Markaların mutlaka vaatlerini anlatan, hangi ihtiyaç anlarında insanların işini gördüğünü tarif eden ve marka bilinirliklerini artıran reklam yapmaları gerekir. İşte bu tür reklamlar tıpkı spor ve diyet yapmak gibi kısa dönemde değil uzun dönemde etkili olur.
Nasıl düzenli spor ve diyet yapan insan harcadığı emeğin karşılığını bir süre sonra alırsa marka vaadini düzenli reklam yaparak anlatan markalar da bu çabalarının karşılığını kısa vadede değil, orta-uzun vadede alırlar.
Birçok şirket yöneticisi marka reklamının uzun dönemde etkili olduğunu bilmez. Bu nedenle markasına reklam yatırımı yapmaya başladığı günün ertesinde karşılığını alamadığı için reklam yapmaya devam etme kararlılığını gösteremez. Çoğu insanın pazartesi günü diyete ya da spora başlayıp birkaç gün sonra boş vermesi gibi şirketlerin de büyük bir bölümü reklam yapma konusunda öz disiplin gösteremez.

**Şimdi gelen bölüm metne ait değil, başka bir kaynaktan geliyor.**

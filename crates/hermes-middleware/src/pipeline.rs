//! Fixed-order invoker pipeline.
//!
//! A [`Pipeline`] owns the layers of one published endpoint and the raw
//! dispatch they wrap. Layers are ordered by their [`Stage`], never by the
//! order they were added in, and the pipeline cannot change once built.
//!
//! ## Pipeline Stages
//!
//! 1. **Validation** - Reject calls whose arguments violate constraints
//! 2. **Transaction** - Run the call in a unit of work
//! 3. **Timing** - Time the call
//! 4. **Call rate** - Count the call
//! 5. **Failure rate** - Count matching failures
//!
//! Invalid calls never open a session and are never counted; failures of
//! transactional calls are counted; metrics see exactly the work the outer
//! stages let through.

use crate::layer::{Layer, Next};
use hermes_core::{InvocationContext, InvokeResult, Invoker};
use std::fmt;
use std::sync::Arc;
use tracing::debug_span;

/// The assembled invoker chain of one endpoint.
///
/// # Example
///
/// ```
/// use hermes_core::{FnInvoker, InvocationContext, Invoker, MethodIdentity, Value};
/// use hermes_middleware::{FnLayer, Pipeline, Stage};
/// use std::sync::Arc;
///
/// let root = Arc::new(FnInvoker::new(|_: &mut InvocationContext| Ok(Value::unit())));
/// let pipeline = Pipeline::builder(root)
///     .stage(Stage::Timing, FnLayer::new("timing", |ctx, next| next.run(ctx)))
///     .stage(Stage::Validation, FnLayer::new("validation", |ctx, next| next.run(ctx)))
///     .build();
///
/// assert_eq!(pipeline.stage_names(), vec!["validation", "timing"]);
///
/// let mut ctx = InvocationContext::new(MethodIdentity::new("ping"), Vec::new());
/// assert!(pipeline.invoke(&mut ctx).is_ok());
/// ```
pub struct Pipeline {
    /// Stages present, in order.
    stages: Vec<Stage>,

    /// Layers, parallel to `stages`.
    layers: Vec<Arc<dyn Layer>>,

    /// Raw dispatch at the bottom of the chain.
    root: Arc<dyn Invoker>,
}

impl Pipeline {
    /// Creates a new pipeline builder around the raw dispatch.
    #[must_use]
    pub fn builder(root: Arc<dyn Invoker>) -> PipelineBuilder {
        PipelineBuilder::new(root)
    }

    /// Returns the names of the layers present, in order.
    #[must_use]
    pub fn stage_names(&self) -> Vec<&'static str> {
        self.layers.iter().map(|layer| layer.name()).collect()
    }

    /// Returns the stages present, in order.
    #[must_use]
    pub fn stages(&self) -> &[Stage] {
        &self.stages
    }

    /// Returns `true` if `stage` was materialized.
    #[must_use]
    pub fn has_stage(&self, stage: Stage) -> bool {
        self.stages.contains(&stage)
    }

    /// Returns the number of layers.
    #[must_use]
    pub fn stage_count(&self) -> usize {
        self.layers.len()
    }
}

impl Invoker for Pipeline {
    fn invoke(&self, ctx: &mut InvocationContext) -> InvokeResult {
        let span = debug_span!("invoke", call_id = %ctx.call_id(), method = %ctx.method());
        let _entered = span.enter();
        Next::new(&self.layers, self.root.as_ref()).run(ctx)
    }
}

impl fmt::Debug for Pipeline {
    fn fmt(&self, f: &mut fmt::Formatter<'_>) -> fmt::Result {
        f.debug_struct("Pipeline")
            .field("stages", &self.stages)
            .finish_non_exhaustive()
    }
}

/// Builder for constructing a [`Pipeline`].
pub struct PipelineBuilder {
    root: Arc<dyn Invoker>,
    entries: Vec<(Stage, Arc<dyn Layer>)>,
}

impl PipelineBuilder {
    /// Creates a builder with no layers.
    #[must_use]
    pub fn new(root: Arc<dyn Invoker>) -> Self {
        Self {
            root,
            entries: Vec::new(),
        }
    }

    /// Sets the layer for `stage`, replacing any layer already set for it.
    #[must_use]
    pub fn stage<L: Layer>(self, stage: Stage, layer: L) -> Self {
        self.stage_arc(stage, Arc::new(layer))
    }

    /// Sets a shared layer for `stage`.
    #[must_use]
    pub fn stage_arc(mut self, stage: Stage, layer: Arc<dyn Layer>) -> Self {
        self.entries.retain(|(s, _)| *s != stage);
        self.entries.push((stage, layer));
        self
    }

    /// Builds the pipeline, ordering layers by stage.
    #[must_use]
    pub fn build(mut self) -> Pipeline {
        self.entries.sort_by_key(|(stage, _)| *stage);
        let (stages, layers) = self.entries.into_iter().unzip();
        Pipeline {
            stages,
            layers,
            root: self.root,
        }
    }
}

/// Pipeline stage marker.
///
/// The discriminant is the stage position, outermost first.
#[derive(Debug, Clone, Copy, PartialEq, Eq, PartialOrd, Ord, Hash)]
#[repr(u8)]
pub enum Stage {
    /// Stage 1: argument validation
    Validation = 1,
    /// Stage 2: unit of work
    Transaction = 2,
    /// Stage 3: call timing
    Timing = 3,
    /// Stage 4: call counting
    CallRate = 4,
    /// Stage 5: failure counting
    FailureRate = 5,
}

impl Stage {
    /// Returns the stage name.
    #[must_use]
    pub const fn name(self) -> &'static str {
        match self {
            Self::Validation => "validation",
            Self::Transaction => "transaction",
            Self::Timing => "timing",
            Self::CallRate => "call_rate",
            Self::FailureRate => "failure_rate",
        }
    }

    /// Returns `true` for the stages that only record metrics.
    #[must_use]
    pub const fn is_metrics(self) -> bool {
        (self as u8) >= 3
    }

    /// Returns all stages in order.
    #[must_use]
    pub const fn all() -> [Stage; 5] {
        [
            Self::Validation,
            Self::Transaction,
            Self::Timing,
            Self::CallRate,
            Self::FailureRate,
        ]
    }
}

impl fmt::Display for Stage {
    fn fmt(&self, f: &mut fmt::Formatter<'_>) -> fmt::Result {
        f.write_str(self.name())
    }
}

#[cfg(test)]
mod tests {
    use super::*;
    use crate::layer::FnLayer;
    use hermes_core::{FnInvoker, MethodIdentity, Value};
    use std::sync::Mutex;

    fn tracking(
        name: &'static str,
        order: &Arc<Mutex<Vec<String>>>,
    ) -> impl Layer {
        let order = Arc::clone(order);
        FnLayer::new(name, move |ctx, next| {
            order.lock().unwrap().push(format!("before:{name}"));
            let result = next.run(ctx);
            order.lock().unwrap().push(format!("after:{name}"));
            result
        })
    }

    #[test]
    fn test_pipeline_orders_by_stage_not_insertion() {
        let order = Arc::new(Mutex::new(Vec::new()));
        let root_order = Arc::clone(&order);
        let root = Arc::new(FnInvoker::new(move |_: &mut InvocationContext| {
            root_order.lock().unwrap().push("dispatch".to_string());
            Ok(Value::unit())
        }));

        let pipeline = Pipeline::builder(root)
            .stage(Stage::FailureRate, tracking("failure_rate", &order))
            .stage(Stage::Validation, tracking("validation", &order))
            .stage(Stage::Timing, tracking("timing", &order))
            .build();

        let mut ctx = InvocationContext::new(MethodIdentity::new("call"), Vec::new());
        pipeline.invoke(&mut ctx).unwrap();

        assert_eq!(
            *order.lock().unwrap(),
            vec![
                "before:validation",
                "before:timing",
                "before:failure_rate",
                "dispatch",
                "after:failure_rate",
                "after:timing",
                "after:validation",
            ]
        );
        assert_eq!(
            pipeline.stages(),
            &[Stage::Validation, Stage::Timing, Stage::FailureRate]
        );
    }

    #[test]
    fn test_stage_replaced_not_duplicated() {
        let order = Arc::new(Mutex::new(Vec::new()));
        let root = Arc::new(FnInvoker::new(|_: &mut InvocationContext| Ok(Value::unit())));
        let pipeline = Pipeline::builder(root)
            .stage(Stage::Timing, tracking("first", &order))
            .stage(Stage::Timing, tracking("second", &order))
            .build();
        assert_eq!(pipeline.stage_names(), vec!["second"]);
        assert!(pipeline.has_stage(Stage::Timing));
        assert!(!pipeline.has_stage(Stage::Transaction));
    }

    #[test]
    fn test_empty_pipeline_dispatches() {
        let root = Arc::new(FnInvoker::new(|_: &mut InvocationContext| {
            Ok(Value::new("handler"))
        }));
        let pipeline = Pipeline::builder(root).build();
        assert_eq!(pipeline.stage_count(), 0);

        let mut ctx = InvocationContext::new(MethodIdentity::new("call"), Vec::new());
        let value = pipeline.invoke(&mut ctx).unwrap();
        assert_eq!(value.downcast_ref::<&str>(), Some(&"handler"));
    }

    #[test]
    fn test_stage_ordering() {
        assert!(Stage::Validation < Stage::Transaction);
        assert!(Stage::Transaction < Stage::Timing);
        assert!(Stage::Timing < Stage::CallRate);
        assert!(Stage::CallRate < Stage::FailureRate);
    }

    #[test]
    fn test_stage_categories() {
        assert!(!Stage::Validation.is_metrics());
        assert!(!Stage::Transaction.is_metrics());
        assert!(Stage::Timing.is_metrics());
        assert!(Stage::CallRate.is_metrics());
        assert!(Stage::FailureRate.is_metrics());
    }

    #[test]
    fn test_stage_names() {
        assert_eq!(Stage::Validation.name(), "validation");
        assert_eq!(Stage::Transaction.name(), "transaction");
        assert_eq!(Stage::Timing.name(), "timing");
        assert_eq!(Stage::CallRate.name(), "call_rate");
        assert_eq!(Stage::FailureRate.to_string(), "failure_rate");
    }
}
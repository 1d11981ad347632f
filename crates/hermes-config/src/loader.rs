//! Configuration loader with layered approach.
//!
//! This module provides the [`ConfigLoader`] for loading configuration from
//! multiple sources: defaults, files, and environment variables.

use std::env;
use std::fs;
use std::path::Path;

use crate::{ConfigError, HermesConfig};

/// Configuration loader with layered approach.
///
/// The loader applies configuration in layers, with later layers overriding
/// earlier ones:
/// 1. Default values (built into the code)
/// 2. Configuration file (TOML or JSON)
/// 3. Environment variables
///
/// # Example
///
/// ```no_run
/// use hermes_config::ConfigLoader;
///
/// # fn main() -> Result<(), hermes_config::ConfigError> {
/// let config = ConfigLoader::new()
///     .with_dotenv()?
///     .with_optional_file("hermes.toml")?
///     .with_env_prefix("HERMES")
///     .load()?;
/// # Ok(())
/// # }
/// ```
#[derive(Debug)]
pub struct ConfigLoader {
    config: HermesConfig,
    env_prefix: Option<String>,
}

impl Default for ConfigLoader {
    fn default() -> Self {
        Self::new()
    }
}

impl ConfigLoader {
    /// Create a new loader starting from the defaults.
    #[must_use]
    pub fn new() -> Self {
        Self {
            config: HermesConfig::default(),
            env_prefix: None,
        }
    }

    /// Start from the development preset.
    #[must_use]
    pub fn with_development(mut self) -> Self {
        self.config = HermesConfig::development();
        self
    }

    /// Start from the production preset.
    ///
    /// # Example
    ///
    /// ```
    /// use hermes_config::ConfigLoader;
    ///
    /// let config = ConfigLoader::new().with_production().load().unwrap();
    /// assert!(config.telemetry.logging.json_format);
    /// ```
    #[must_use]
    pub fn with_production(mut self) -> Self {
        self.config = HermesConfig::production();
        self
    }

    /// Load configuration from a file.
    ///
    /// The format is chosen by extension: `.toml` or `.json`. Sections the
    /// file omits take their default values.
    ///
    /// # Errors
    ///
    /// Returns `ConfigError` if the file is missing, unreadable, malformed or
    /// contains unknown fields.
    pub fn with_file<P: AsRef<Path>>(mut self, path: P) -> Result<Self, ConfigError> {
        let path = path.as_ref();

        if !path.exists() {
            return Err(ConfigError::missing_file(path));
        }

        let content = fs::read_to_string(path).map_err(|e| ConfigError::unreadable(path, e))?;

        let extension = path
            .extension()
            .and_then(|e| e.to_str())
            .map(str::to_lowercase);
        self.config = match extension.as_deref() {
            Some(format @ ("toml" | "json")) => Self::parse(&content, format)?,
            _ => return Err(ConfigError::unsupported_format(path.display().to_string())),
        };

        Ok(self)
    }

    /// Load configuration from a file if it exists.
    ///
    /// # Errors
    ///
    /// Returns `ConfigError` if the file exists but cannot be loaded.
    pub fn with_optional_file<P: AsRef<Path>>(self, path: P) -> Result<Self, ConfigError> {
        if path.as_ref().exists() {
            self.with_file(path)
        } else {
            Ok(self)
        }
    }

    /// Load configuration from a string in `format` (`toml` or `json`).
    ///
    /// # Errors
    ///
    /// Returns `ConfigError` if parsing fails.
    ///
    /// # Example
    ///
    /// ```
    /// use hermes_config::ConfigLoader;
    ///
    /// let config = ConfigLoader::new()
    ///     .with_string("[auth]\nrealm = \"billing\"", "toml")
    ///     .unwrap()
    ///     .load()
    ///     .unwrap();
    ///
    /// assert_eq!(config.auth.realm, "billing");
    /// assert_eq!(config.server.default_path, "/soap");
    /// ```
    pub fn with_string(mut self, content: &str, format: &str) -> Result<Self, ConfigError> {
        self.config = Self::parse(content, &format.to_lowercase())?;
        Ok(self)
    }

    /// Set the environment variable prefix for overrides.
    ///
    /// Variables use the format `PREFIX__SECTION__KEY`, for example
    /// `HERMES__AUTH__REALM=billing` or
    /// `HERMES__TELEMETRY__METRICS__ENABLED=false`.
    #[must_use]
    pub fn with_env_prefix(mut self, prefix: &str) -> Self {
        self.env_prefix = Some(prefix.to_uppercase());
        self
    }

    /// Load variables from a `.env` file in the working directory, if any.
    ///
    /// # Errors
    ///
    /// Returns `ConfigError::Dotenv` if the file exists but is malformed.
    pub fn with_dotenv(self) -> Result<Self, ConfigError> {
        match dotenvy::dotenv() {
            Ok(_) => Ok(self),
            Err(err) if err.not_found() => Ok(self),
            Err(err) => Err(err.into()),
        }
    }

    /// Apply `(key, value)` pairs as if they were environment variables
    /// under the configured prefix.
    ///
    /// Keys outside the prefix are ignored. [`load`](Self::load) calls this
    /// with the process environment.
    ///
    /// # Errors
    ///
    /// Returns `ConfigError::EnvOverride` for a value of the wrong type.
    pub fn with_vars<I, K, V>(mut self, vars: I) -> Result<Self, ConfigError>
    where
        I: IntoIterator<Item = (K, V)>,
        K: AsRef<str>,
        V: AsRef<str>,
    {
        let Some(prefix) = self.env_prefix.clone() else {
            return Ok(self);
        };
        for (key, value) in vars {
            let key = key.as_ref();
            if let Some(path) = key
                .strip_prefix(prefix.as_str())
                .and_then(|k| k.strip_prefix("__"))
            {
                self.apply_env_var(key, path, value.as_ref())?;
            }
        }
        Ok(self)
    }

    /// Finalize: apply environment overrides, then validate.
    ///
    /// # Errors
    ///
    /// Returns `ConfigError` if an override cannot be parsed or validation
    /// fails.
    pub fn load(self) -> Result<HermesConfig, ConfigError> {
        let loader = self.with_vars(env::vars())?;
        loader.config.validate()?;
        Ok(loader.config)
    }

    /// Finalize without environment overrides or validation.
    #[must_use]
    pub fn load_unvalidated(self) -> HermesConfig {
        self.config
    }

    fn parse(content: &str, format: &str) -> Result<HermesConfig, ConfigError> {
        match format {
            "toml" => Ok(toml::from_str(content)?),
            "json" => Ok(serde_json::from_str(content)?),
            other => Err(ConfigError::unsupported_format(other)),
        }
    }

    fn apply_env_var(&mut self, key: &str, path: &str, value: &str) -> Result<(), ConfigError> {
        let parts: Vec<&str> = path.split("__").collect();
        let config = &mut self.config;

        match parts.as_slice() {
            ["SERVER", "DEFAULT_PATH"] => config.server.default_path = value.to_string(),
            ["SERVER", "PUBLISHED_ENDPOINT_URL_PREFIX"] => {
                config.server.published_endpoint_url_prefix =
                    (!value.is_empty()).then(|| value.to_string());
            }

            ["AUTH", "REALM"] => config.auth.realm = value.to_string(),

            ["TELEMETRY", "SERVICE_NAME"] => config.telemetry.service_name = value.to_string(),
            ["TELEMETRY", "METRICS", "ENABLED"] => {
                config.telemetry.metrics.enabled = parse_bool(key, value)?;
            }
            ["TELEMETRY", "METRICS", "ADDR"] => config.telemetry.metrics.addr = value.to_string(),
            ["TELEMETRY", "LOGGING", "ENABLED"] => {
                config.telemetry.logging.enabled = parse_bool(key, value)?;
            }
            ["TELEMETRY", "LOGGING", "LEVEL"] => {
                config.telemetry.logging.level = value.to_string();
            }
            ["TELEMETRY", "LOGGING", "FORMAT"] => {
                config.telemetry.logging.json_format = match value.to_lowercase().as_str() {
                    "json" => true,
                    "pretty" => false,
                    _ => {
                        return Err(ConfigError::env_override(
                            key,
                            "expected 'json' or 'pretty'",
                        ))
                    }
                };
            }

            // Unknown keys are ignored
            _ => {}
        }

        Ok(())
    }
}

fn parse_bool(key: &str, value: &str) -> Result<bool, ConfigError> {
    match value.to_lowercase().as_str() {
        "true" | "1" | "yes" | "on" => Ok(true),
        "false" | "0" | "no" | "off" => Ok(false),
        _ => Err(ConfigError::env_override(key, "expected boolean")),
    }
}
//! The invoker abstraction.

use crate::context::InvocationContext;
use crate::value::InvokeResult;
use std::sync::Arc;

/// Executes one call and returns its result or error.
///
/// Implemented by [`ServiceDescriptor`](crate::ServiceDescriptor) for raw
/// dispatch and by assembled pipelines. Implementations are shared across
/// concurrent calls and carry no per-call state.
pub trait Invoker: Send + Sync {
    /// Invokes the call described by `ctx`.
    fn invoke(&self, ctx: &mut InvocationContext) -> InvokeResult;
}

impl<I: Invoker + ?Sized> Invoker for Arc<I> {
    fn invoke(&self, ctx: &mut InvocationContext) -> InvokeResult {
        (**self).invoke(ctx)
    }
}

/// An invoker backed by a closure.
///
/// Mostly useful as a spy in tests.
pub struct FnInvoker<F>(F);

impl<F> FnInvoker<F>
where
    F: Fn(&mut InvocationContext) -> InvokeResult + Send + Sync,
{
    /// Wraps `f`.
    pub const fn new(f: F) -> Self {
        Self(f)
    }
}

impl<F> Invoker for FnInvoker<F>
where
    F: Fn(&mut InvocationContext) -> InvokeResult + Send + Sync,
{
    fn invoke(&self, ctx: &mut InvocationContext) -> InvokeResult {
        (self.0)(ctx)
    }
}

#[cfg(test)]
mod tests {
    use super::*;
    use crate::method::MethodIdentity;
    use crate::value::Value;

    #[test]
    fn test_fn_invoker_through_arc() {
        let inner: Arc<dyn Invoker> = Arc::new(FnInvoker::new(|ctx: &mut InvocationContext| {
            Ok(Value::new(ctx.method().name().to_string()))
        }));
        let mut ctx = InvocationContext::new(MethodIdentity::new("ping"), Vec::new());
        let out = inner.invoke(&mut ctx).unwrap();
        assert_eq!(out.downcast_ref::<String>().unwrap(), "ping");
    }
}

Son yıllarda Les Binet ve Peter Field, yaptıkları bilimsel araştırmalarla şirketlerin reklam bütçelerini nasıl kullanmaları gerektiğine açıklık getirdiler. Eğer bir marka düzenli reklam yaparsa ve bütçesinin %60’ını marka vaadini anlatmaya, %40’ını da satış reklamlarına ayırırsa uzun dönemde rakiplerinden daha yüksek oranda büyür. Reklamda %95-5 Kuralı
Nasıl düzenli spor yapan ve beslenmesine dikkat eden insanlar daha sağlıklı olurlar ve daha iyi görünürlerse, düzenli reklam yapan ve reklam bütçesini her iki reklam türüne dengeli dağıtan şirketler de uzun dönemde rakiplerinden daha yüksek bir büyüme ve karlılık elde ederler.
Reklam yapmak, spor yapmak gibidir. İnsan ilk başta hiçbir olumlu sonuç görmez. Ama kararlılık gösterirse uzun vadede mutlaka kazanır.